If it's just a sudden, senseless death that adds nothing to the story, it annoys me - sometimes enough to stop reading. Killing people just for shock is cheap and does nothing for the readers other than make them feel angry.
If, however, it is a well thought out and well-written death, that has an impact on the story and a meaning for me as a reader, then I actually like it. It is especially nice when it's not just that the characters die because the antagonists are evil and decide to kill them, or when it's an accident; I absolutely love it when their death is caused by their own actions or personality leading them into a situation where death is inevitable. As in, not suicide, but the circumstances lead to them dying.
BIG SPOILERS FOR STEVEN ERIKSON'S MALAZAN-BOOKS BELOW
Lots of people die in the Malazan-books. It's just that kind of series - you know, a lot of inevitable doom and horrors of war and whatnot. So you kind of go in expecting that people will die. By the beginning of book three, I was starting to make bets with myself on which characters would survive the book.
And in book three, there's a character named Itkovian. He's one of my favourite characters, because I really like the way he's extremely serious and duty-bound to the point where he refuses to abandon his duties even when they cause him to be trapped in a city being beseiged by a massive army of literal cannibals. The first time I read it, I spent the entire time holding my breath and wondering when he was going to get stabbed or beheaded or fall off his horse or get eaten, or whatever.
But he doesn't. He survives the siege, and goes on to do more fighting, and I started to think that hey, maybe he's going to make it! And I started to feel safe again. And just when I'd relaxed again, Erikson blindsides me with his death.
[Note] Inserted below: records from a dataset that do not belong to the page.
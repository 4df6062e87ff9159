//! Strike History endpoint — one strike's samples across the session.

use crate::client::ChainClient;
use crate::constants::endpoints;
use crate::error::Result;
use crate::types::option_chain::StrikeKey;
use crate::types::strike_history::{StrikeHistoryResponse, StrikeSnapshot, into_snapshots};

impl ChainClient {
    /// Retrieve the CE/PE time series of one strike, most recent first.
    ///
    /// **Endpoint:** `GET /option_chain_by_strike_price`
    pub async fn get_strike_history(
        &self,
        symbol: &str,
        expiry: &str,
        strike: &StrikeKey,
    ) -> Result<Vec<StrikeSnapshot>> {
        let resp: StrikeHistoryResponse = self
            .get(
                endpoints::STRIKE_HISTORY,
                &[
                    ("symbol", symbol),
                    ("expiry", expiry),
                    ("strike_price", strike.as_str()),
                ],
            )
            .await?;
        into_snapshots(strike, resp)
    }
}
//! REST API endpoint implementations.
//!
//! Each sub-module adds high-level `async` methods to
//! [`ChainClient`](crate::client::ChainClient) via `impl` blocks. All methods
//! handle JSON decoding, HTTP transport, and error mapping automatically.
//!
//! ## Usage
//!
//! ```no_run
//! use oichain_rs::ChainClient;
//!
//! # #[tokio::main]
//! # async fn main() -> oichain_rs::Result<()> {
//! let client = ChainClient::new("http://localhost:5000")?;
//! let symbols = client.get_symbols().await?;
//! let expiries = client.get_expiries(&symbols[0]).await?;
//! # Ok(())
//! # }
//! ```
//!
//! ## Modules
//!
//! | Module | Endpoints | Description |
//! |---|---|---|
//! | [`option_chain`] | 5 | Symbols, expiries, dates, times, contract records |
//! | [`strike_history`] | 1 | Per-strike time series |

pub mod option_chain;
pub mod strike_history;
use std::collections::{HashMap, VecDeque};

use crate::data::Record;
use crate::types::RecordId;

/// Lookup strategy for a [`RecombinationCache`].
#[derive(Clone, Copy, Debug, PartialEq, Eq)]
pub enum CacheStrategy {
    /// FIFO queue. For stages that keep input order but may drop records.
    OrderPreserving,
    /// Hash map. For stages that may reorder but return every record.
    Keyed,
}

impl CacheStrategy {
    /// Strategy matching a stage's filtering behavior.
    pub fn for_filtering(filtering: bool) -> Self {
        if filtering {
            CacheStrategy::OrderPreserving
        } else {
            CacheStrategy::Keyed
        }
    }
}

/// Store of original ("fat") records for one thin-execution round trip.
pub enum RecombinationCache<T> {
    /// FIFO queue of originals.
    OrderPreserving(VecDeque<T>),
    /// Originals keyed by identity.
    Keyed(HashMap<RecordId, T>),
}

impl<T: Record> RecombinationCache<T> {
    /// Empty cache using `strategy`.
    pub fn new(strategy: CacheStrategy) -> Self {
        match strategy {
            CacheStrategy::OrderPreserving => RecombinationCache::OrderPreserving(VecDeque::new()),
            CacheStrategy::Keyed => RecombinationCache::Keyed(HashMap::new()),
        }
    }

    /// Strategy of this cache.
    pub fn strategy(&self) -> CacheStrategy {
        match self {
            RecombinationCache::OrderPreserving(_) => CacheStrategy::OrderPreserving,
            RecombinationCache::Keyed(_) => CacheStrategy::Keyed,
        }
    }

    /// Store an original record under its identity.
    pub fn put(&mut self, record: T) {
        match self {
            RecombinationCache::OrderPreserving(queue) => queue.push_back(record),
            RecombinationCache::Keyed(map) => {
                map.insert(record.id(), record);
            }
        }
    }

    /// Remove and return the original for `id`.
    ///
    /// In order-preserving mode the queue is scanned from the front; entries
    /// ahead of the match were filtered out by the stage and are discarded. A
    /// miss leaves the queue untouched.
    pub fn take(&mut self, id: &RecordId) -> Option<T> {
        match self {
            RecombinationCache::OrderPreserving(queue) => {
                let pos = queue.iter().position(|record| record.id() == *id)?;
                queue.drain(..pos);
                queue.pop_front()
            }
            RecombinationCache::Keyed(map) => map.remove(id),
        }
    }

    /// Number of cached originals.
    pub fn len(&self) -> usize {
        match self {
            RecombinationCache::OrderPreserving(queue) => queue.len(),
            RecombinationCache::Keyed(map) => map.len(),
        }
    }

    /// Whether no originals are cached.
    pub fn is_empty(&self) -> bool {
        self.len() == 0
    }
}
See, Itkovian is a kind of priest, whose main task is to sort of take on other people's grief and suffering, to ease their burdens - and as the Malazan-books are fantasy novels, he does this in a very real way; the grief and suffering really is transferred to him via magic. And then he meets an army of some hundred thousand undead soldiers, who have been restlessly wandering the earth for millennia, looking for someone to release them from their un-death.
So Itkovian, bound by oath and duty to shoulder their suffering, kneels before them on a grassy plain, and accepts that suffering - and it is so vast that it kills him. And the undead army can finally, finally, rest in peace.
I cried so hard I couldn't see the words on the page.